Court of Appeals of Louisiana, Fourth Circuit

April 26, 2017

NEW JAX CONDOMINIUMS ASSOCIATION, INC.
v.
VANDERBILT NEW ORLEANS, LLC, AND THE PENTHOUSE AT JAX, LLC

         APPEAL FROM CIVIL DISTRICT COURT, ORLEANS PARISH NO. 2015-04267, DIVISION "E" Honorable Clare Jupiter, Judge

          Ryan M. McCabe Charles L. Stern, Jr. Elise M. Henry COUNSEL FOR PLAINTIFF/APPELLEE.

          Vincent James Booth BOOTH & BOOTH, A PLC COUNSEL FOR DEFENDANTS/APPELLANTS.
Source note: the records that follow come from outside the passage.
//! # vela-core: Pure Business Logic for Vela OMS
//!
//! This crate is the **heart** of Vela OMS. It contains all business logic
//! as pure functions with zero I/O dependencies.
//!
//! ## Architecture Position
//! ```text
//! ┌─────────────────────────────────────────────────────────────────────────┐
//! │                        Vela OMS Architecture                            │
//! │                                                                         │
//! │  ┌─────────────────────────────────────────────────────────────────┐   │
//! │  │                    Host application                             │   │
//! │  │    HTTP routing, persistence, auth (out of scope here)         │   │
//! │  └─────────────────────────────┬───────────────────────────────────┘   │
//! │                                │                                        │
//! │  ┌─────────────────────────────▼───────────────────────────────────┐   │
//! │  │                    vela-sales                                   │   │
//! │  │    Sale aggregate, validation rules, command service           │   │
//! │  └─────────────────────────────┬───────────────────────────────────┘   │
//! │                                │                                        │
//! │  ┌─────────────────────────────▼───────────────────────────────────┐   │
//! │  │               ★ vela-core (THIS CRATE) ★                        │   │
//! │  │                                                                 │   │
//! │  │   ┌───────────┐  ┌───────────┐  ┌───────────┐  ┌───────────┐  │   │
//! │  │   │   money   │  │ discount  │  │   types   │  │ validation│  │   │
//! │  │   │   Money   │  │  tiers    │  │AuditFields│  │   rules   │  │   │
//! │  │   └───────────┘  └───────────┘  └───────────┘  └───────────┘  │   │
//! │  │                                                                 │   │
//! │  │   NO I/O • NO DATABASE • NO NETWORK • PURE FUNCTIONS           │   │
//! │  └─────────────────────────────────────────────────────────────────┘   │
//! └─────────────────────────────────────────────────────────────────────────┘
//! ```
//!
//! ## Modules
//!
//! - [`money`] - Money type with integer arithmetic (no floating point!)
//! - [`discount`] - Quantity-tier discount policy
//! - [`types`] - Shared domain types (AuditFields, DiscountTier)
//! - [`error`] - Domain error types
//! - [`validation`] - Field-level validation
//!
//! ## Design Principles
//!
//! 1. **Pure Functions**: Every function is deterministic - same input = same output
//! 2. **No I/O**: Database, network, file system access is FORBIDDEN here
//! 3. **Integer Money**: All monetary values are in cents (i64) to avoid float errors
//! 4. **Explicit Errors**: All errors are typed, never strings or panics
//!
//! ## Example Usage
//!
//! ```rust
//! use vela_core::money::Money;
//! use vela_core::discount::discount_for;
//!
//! // Quantity 5 sits in the 10% tier
//! let tier = discount_for(5).unwrap();
//! assert_eq!(tier.percent(), 10);
//!
//! // Item maths stays in integer cents
//! let subtotal = Money::from_cents(10_000).multiply_quantity(5); // 5 × $100.00
//! let discount = subtotal.percentage(tier.percent());
//! assert_eq!((subtotal - discount).cents(), 45_000); // $450.00
//! ```

// =============================================================================
// Module Declarations
// =============================================================================

pub mod discount;
pub mod error;
pub mod money;
pub mod types;
pub mod validation;

// =============================================================================
// Re-exports for Convenience
// =============================================================================
// These allow users to do `use vela_core::Money` instead of
// `use vela_core::money::Money`

pub use discount::{check_tier, discount_for};
pub use error::{CoreError, CoreResult, ValidationError};
pub use money::Money;
pub use types::{AuditFields, DiscountTier};
pub use validation::Violation;

// =============================================================================
// Crate-Level Constants
// =============================================================================

/// Minimum quantity for a single sale line.
pub const MIN_ITEM_QUANTITY: i64 = 1;

/// Maximum quantity for a single sale line.
///
/// ## Business Reason
/// 20 is a hard sale-line cap, not a soft validation hint. A quantity above
/// it never reaches the aggregate; it is rejected as invalid input.
pub const MAX_ITEM_QUANTITY: i64 = 20;

/// Maximum length of a human-readable sale number.
pub const MAX_SALE_NUMBER_LEN: usize = 50;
          Court composed of Judge Roland L. Belsome, Judge Joy Cossich Lobrano, Judge Regina Bartholomew-Woods

          JOY COSSICH LOBRANO, JUDGE

         This appeal arises from a dispute between condominium unit owners and their condominium association regarding the operation of short-term rentals. Vanderbilt New Orleans, LLC ("Vanderbilt"), The Penthouse at Jax, LLC ("PAJ"), and New Jax, LLC ("New Jax") appeal the district court's November 10, 2015[1]judgment granting New Jax Condominiums Association, Inc. ("the Association")[2]a permanent injunction against PAJ, Vanderbilt, and New Jax, (together, "the Weber entities") and adjudicating the Weber entities liable in solido for $250, 991.24 in damages. Finding that the district court did not manifestly err, we affirm the portion of the judgment issuing a permanent injunction against the Weber entities. Finding that the district court erred in adjudicating New Jax liable in solido for damages with PAJ and Vanderbilt, we reverse and vacate the portion of the judgment awarding monetary damages and remand the case for a determination of the amount of damages owed by PAJ and Vanderbilt.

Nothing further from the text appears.